Euwallacea similis, is a species of weevil native in the Oriental region through to Australia but shows a cosmopolitan distribution due to introduction to many parts of the world.

Distribution
The native range of the species include: Bangladesh, Bhutan, Cambodia, China, India, Andaman and Nicobar Islands, Indonesia (Java, Maluku Islands, Sulawesi, Sumatra), Laos, Malaysia, Myanmar, Nepal, Pakistan, Philippines, Singapore, Sri Lanka, Taiwan, Thailand, Vietnam, Australia, Papua New Guinea and Solomon Islands.
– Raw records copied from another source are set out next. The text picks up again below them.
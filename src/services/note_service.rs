use std::sync::Arc;

use serde_json::json;

use crate::database::client::{from_row, from_rows, optional_from_row};
use crate::database::models::{Note, NoteDetail, NoteListItem};
use crate::database::{DatabaseError, StoreClient};

/// Notes are always scoped to their owner
pub struct NoteService {
    store: Arc<StoreClient>,
}

impl NoteService {
    pub fn new(store: Arc<StoreClient>) -> Self {
        Self { store }
    }

    pub async fn get_note(&self, id: &str, user_id: &str) -> Result<Option<NoteDetail>, DatabaseError> {
        let row = self
            .store
            .find_first(
                "Note",
                json!({
                    "select": { "id": true, "body": true, "title": true },
                    "where": { "id": id, "userId": user_id }
                }),
            )
            .await?;
        optional_from_row(row)
    }

    /// Most recently updated first
    pub async fn get_note_list_items(&self, user_id: &str) -> Result<Vec<NoteListItem>, DatabaseError> {
        let rows = self
            .store
            .find_many(
                "Note",
                json!({
                    "where": { "userId": user_id },
                    "select": { "id": true, "title": true },
                    "orderBy": { "updatedAt": "desc" }
                }),
            )
            .await?;
        from_rows(rows)
    }

    pub async fn create_note(&self, title: &str, body: &str, user_id: &str) -> Result<Note, DatabaseError> {
        let row = self
            .store
            .create(
                "Note",
                json!({ "data": { "title": title, "body": body, "userId": user_id } }),
            )
            .await?;
        from_row(row)
    }

    /// Returns how many notes were removed (0 when the note is missing or not owned)
    pub async fn delete_note(&self, id: &str, user_id: &str) -> Result<u64, DatabaseError> {
        self.store
            .delete_many("Note", json!({ "where": { "id": id, "userId": user_id } }))
            .await
    }
}

#[cfg(test)]
mod tests {
    use super::*;
    use crate::database::MemoryEngine;

    async fn seeded() -> (NoteService, String) {
        let store = Arc::new(StoreClient::new(Arc::new(MemoryEngine::new())));
        let user = store
            .create(
                "User",
                json!({ "data": { "email": "owner@quill.test", "passwordHash": "x" } }),
            )
            .await
            .unwrap();
        let user_id = user["id"].as_str().unwrap().to_string();
        (NoteService::new(store), user_id)
    }

    #[tokio::test]
    async fn notes_are_read_back_by_owner_only() {
        let (notes, owner) = seeded().await;
        let note = notes.create_note("T", "body", &owner).await.unwrap();

        let detail = notes.get_note(&note.id, &owner).await.unwrap().unwrap();
        assert_eq!(
            detail,
            NoteDetail { id: note.id.clone(), title: "T".into(), body: "body".into() }
        );
        assert!(notes.get_note(&note.id, "someone-else").await.unwrap().is_none());

        let items = notes.get_note_list_items(&owner).await.unwrap();
        assert_eq!(items, vec![NoteListItem { id: note.id.clone(), title: "T".into() }]);
    }

    #[tokio::test]
    async fn delete_reports_zero_for_foreign_notes() {
        let (notes, owner) = seeded().await;
        let note = notes.create_note("T", "body", &owner).await.unwrap();

        assert_eq!(notes.delete_note(&note.id, "someone-else").await.unwrap(), 0);
        assert_eq!(notes.delete_note(&note.id, &owner).await.unwrap(), 1);
        assert!(notes.get_note_list_items(&owner).await.unwrap().is_empty());
    }
}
It is introduced to many African, European and American countries particularly through timber and wood commodities. This exotic range includes: Cameroon, Egypt, Kenya, Mauritania, Mauritius, Seychelles, South Africa, Tanzania, Cocos Islands, Bonin Islands, Jordan, United States, Christmas Island, Micronesia, Fiji, French Polynesia, Guam, Kiribati, Marshall Islands, New Caledonia, Northern Mariana Islands, Palau and Samoa.

Description
Body length of the female ranges from 2.2 to 2.7 mm. Frons convex, and entire surface is minutely reticulate with faint, shallow punctures. Pronotum sides are nearly straight whereas the anterior margin is broadly rounded, and without serrations. Elytral apex is narrowly rounded and the elytral declivity is sloping, and convex. There is a large, distinct tubercle located on lower third in interspace 1. Elytral interspace 7 is acutely elevated, and very weakly crenulate.

Biology & control
A highly polyphagous species, it is known from diverse array of host plants. Due to being a secondary borer, it is considered as a high-risk quarantine pest. They show inbreeding, where the males usually mating with their sisters within the parental gallery system before dispersal. Adults are known to attack small branches and seedlings to large logs as well as stressed, dying, dead or felled trees. It is particularly common in disturbed areas and flies mainly around dusk, and can be attracted to light in large numbers easily. The gallery system consists of branching tunnels in one transverse plane. Brood chambers are not found at the cambial level or within the wood. Eggs are laid, and the larvae develop and pupate within the same gallery system. Both parent female and the larvae feed on the ambrosia fungus such as Ambrosiella which are growing on the walls of the galleries. The fungus is transmitted by the female in a mycangium.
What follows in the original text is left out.